What is needed :: Your task is to quote the records from their first line through the line containing "a longer window.", with nothing added or left out.

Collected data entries
use std::{fmt, sync::Arc, time::Duration};

use lyra_manifest::Representation;
use web_time::Instant;

/// Quality decision produced by an estimator.
#[derive(Clone)]
pub struct Estimate {
    pub representation: Arc<Representation>,
    /// Current bandwidth estimate, bits per second.
    pub bitrate: Option<u64>,
    /// Bandwidth the network sustained over a longer window.
    pub known_stable_bitrate: Option<u64>,
    /// Chosen by the user rather than by adaptation.
    pub manual: bool,
    /// Apply now, even if it interrupts an in-flight request.
    pub urgent: bool,
}

impl Estimate {
    pub fn new(representation: Arc<Representation>) -> Self {
        Self {
            representation,
            bitrate: None,
            known_stable_bitrate: None,
            manual: false,
            urgent: false,
        }
    }

    pub fn with_bitrate(mut self, bitrate: Option<u64>) -> Self {
        self.bitrate = bitrate;
        self
    }

    pub fn with_known_stable_bitrate(mut self, bitrate: Option<u64>) -> Self {
        self.known_stable_bitrate = bitrate;
        self
    }

    pub fn manual(mut self) -> Self {
        self.manual = true;
        self
    }

    pub fn urgent(mut self) -> Self {
        self.urgent = true;
        self
    }
}

impl PartialEq for Estimate {
    fn eq(&self, other: &Self) -> bool {
        self.representation.id == other.representation.id
            && self.bitrate == other.bitrate
            && self.known_stable_bitrate == other.known_stable_bitrate
            && self.manual == other.manual
            && self.urgent == other.urgent
    }
}

impl fmt::Debug for Estimate {
    fn fmt(&self, f: &mut fmt::Formatter<'_>) -> fmt::Result {
        f.debug_struct("Estimate")
            .field("representation", &self.representation.id)
            .field("bitrate", &self.bitrate)
            .field("known_stable_bitrate", &self.known_stable_bitrate)
            .field("manual", &self.manual)
            .field("urgent", &self.urgent)
            .finish()
    }
}

/// ABR mode selection.
#[derive(Clone, Copy, Debug, PartialEq, Eq)]
pub enum AbrMode {
    /// Automatic adaptation, optionally starting at the highest encoding
    /// not above the given bitrate.
    Auto(Option<u64>),
    /// Fixed quality: the highest encoding not above the given bitrate.
    Manual(u64),
}

impl Default for AbrMode {
    fn default() -> Self {
        Self::Auto(None)
    }
}

/// Throughput-based estimator configuration.
#[derive(Clone, Debug)]
pub struct AbrOptions {
    /// Hysteresis ratio for down-switch.
    pub down_hysteresis_ratio: f64,
    /// Buffer gap (seconds) under which a down-switch is urgent.
    pub down_switch_buffer_secs: f64,
    /// Minimum buffer gap (seconds) required for up-switch.
    pub min_buffer_for_up_switch_secs: f64,
    /// Minimum interval between automatic switches.
    pub min_switch_interval: Duration,
    pub mode: AbrMode,
    /// Divides the estimate (1.5 keeps 66% of the measured throughput).
    pub throughput_safety_factor: f64,
    /// Bandwidth must exceed the target by this factor to up-switch.
    pub up_hysteresis_ratio: f64,
}

impl Default for AbrOptions {
    fn default() -> Self {
        Self {
            down_hysteresis_ratio: 0.8,
            down_switch_buffer_secs: 5.0,
            min_buffer_for_up_switch_secs: 10.0,
            min_switch_interval: Duration::from_secs(10),
            mode: AbrMode::default(),
            throughput_safety_factor: 1.5,
            up_hysteresis_ratio: 1.3,
        }
    }
}

impl AbrOptions {
    pub fn with_mode(mut self, mode: AbrMode) -> Self {
        self.mode = mode;
        self
    }

    pub fn with_min_switch_interval(mut self, interval: Duration) -> Self {
        self.min_switch_interval = interval;
        self
    }

    pub fn with_min_buffer_for_up_switch(mut self, secs: f64) -> Self {
        self.min_buffer_for_up_switch_secs = secs;
        self
    }

    pub fn with_down_switch_buffer(mut self, secs: f64) -> Self {
        self.down_switch_buffer_secs = secs;
        self
    }

    pub fn is_auto(&self) -> bool {
        matches!(self.mode, AbrMode::Auto(_))
    }
}

#[derive(Clone, Copy, Debug, Eq, PartialEq)]
pub enum ThroughputSampleSource {
    Network,
    Cache,
}

#[derive(Clone, Copy, Debug)]
pub struct ThroughputSample {
    pub bytes: u64,
    pub duration: Duration,
    pub at: Instant,
    pub source: ThroughputSampleSource,
}

/// Identifies one segment request.
#[derive(Clone, Copy, Debug, PartialEq, Eq, Hash)]
pub struct RequestId(pub u64);

/// A segment request that just started.
#[derive(Clone, Debug, PartialEq)]
pub struct RequestInfo {
    pub id: RequestId,
    pub representation_id: String,
    pub segment_id: String,
    /// Media duration of the requested segment, seconds.
    pub duration: f64,
}

/// Measurements of a finished segment request.
#[derive(Clone, Debug, PartialEq)]
pub struct RequestMetrics {
    pub representation_id: String,
    pub bytes: u64,
    pub duration: Duration,
    pub segment_duration: Option<f64>,
    pub from_cache: bool,
}

/// The part of playback observations an estimator may see.
#[derive(Clone, Debug, PartialEq)]
pub struct AbrObservation {
    pub position: f64,
    pub buffer_gap: f64,
    pub playback_rate: f64,
    pub duration: f64,
    pub rebuffering: bool,
}

impl AbrObservation {
    pub fn from_playback(obs: &lyra_observer::PlaybackObservation) -> Self {
        Self {
            position: obs.position.get_wanted(),
            buffer_gap: obs.buffer_gap,
            playback_rate: obs.playback_rate,
            duration: obs.duration,
            rebuffering: obs.rebuffering.is_some(),
        }
    }
}
#![forbid(unsafe_code)]

use std::{fmt, sync::Arc};

use async_trait::async_trait;
use bytes::Bytes;
use lyra_abr::RequestId;
use lyra_core::CancelToken;
use lyra_manifest::SegmentContext;

use crate::FetchError;

/// Progress callback: bytes loaded so far.
pub type ProgressFn = Arc<dyn Fn(u64) + Send + Sync>;

/// One segment to download.
#[derive(Clone)]
pub struct SegmentRequest {
    pub id: RequestId,
    pub context: SegmentContext,
    progress: Option<ProgressFn>,
}

impl SegmentRequest {
    pub fn new(id: RequestId, context: SegmentContext) -> Self {
        Self {
            id,
            context,
            progress: None,
        }
    }

    pub fn with_progress(mut self, progress: ProgressFn) -> Self {
        self.progress = Some(progress);
        self
    }

    /// Report that `loaded_bytes` were received so far.
    pub fn report_progress(&self, loaded_bytes: u64) {
        if let Some(progress) = &self.progress {
            progress(loaded_bytes);
        }
    }

    pub fn is_init(&self) -> bool {
        self.context.segment.is_init
    }
}

impl fmt::Debug for SegmentRequest {
    fn fmt(&self, f: &mut fmt::Formatter<'_>) -> fmt::Result {
        f.debug_struct("SegmentRequest")
            .field("id", &self.id)
            .field("representation", &self.context.representation.id)
            .field("segment", &self.context.segment.id)
            .finish_non_exhaustive()
    }
}

/// Downloaded segment data.
#[derive(Clone, Debug)]
pub struct FetchedSegment {
    pub data: Bytes,
    pub from_cache: bool,
}

impl FetchedSegment {
    pub fn new(data: Bytes) -> Self {
        Self {
            data,
            from_cache: false,
        }
    }
}

/// Downloads segments. Transport, caching and decryption live behind it.
#[async_trait]
pub trait SegmentFetcher: Send + Sync {
    /// Download `request`, giving up when `cancel` is cancelled.
    async fn fetch(
        &self,
        request: &SegmentRequest,
        cancel: &CancelToken,
    ) -> Result<FetchedSegment, FetchError>;
}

Reply ::
use std::{fmt, sync::Arc, time::Duration};

use lyra_manifest::Representation;
use web_time::Instant;

/// Quality decision produced by an estimator.
#[derive(Clone)]
pub struct Estimate {
    pub representation: Arc<Representation>,
    /// Current bandwidth estimate, bits per second.
    pub bitrate: Option<u64>,
    /// Bandwidth the network sustained over a longer window.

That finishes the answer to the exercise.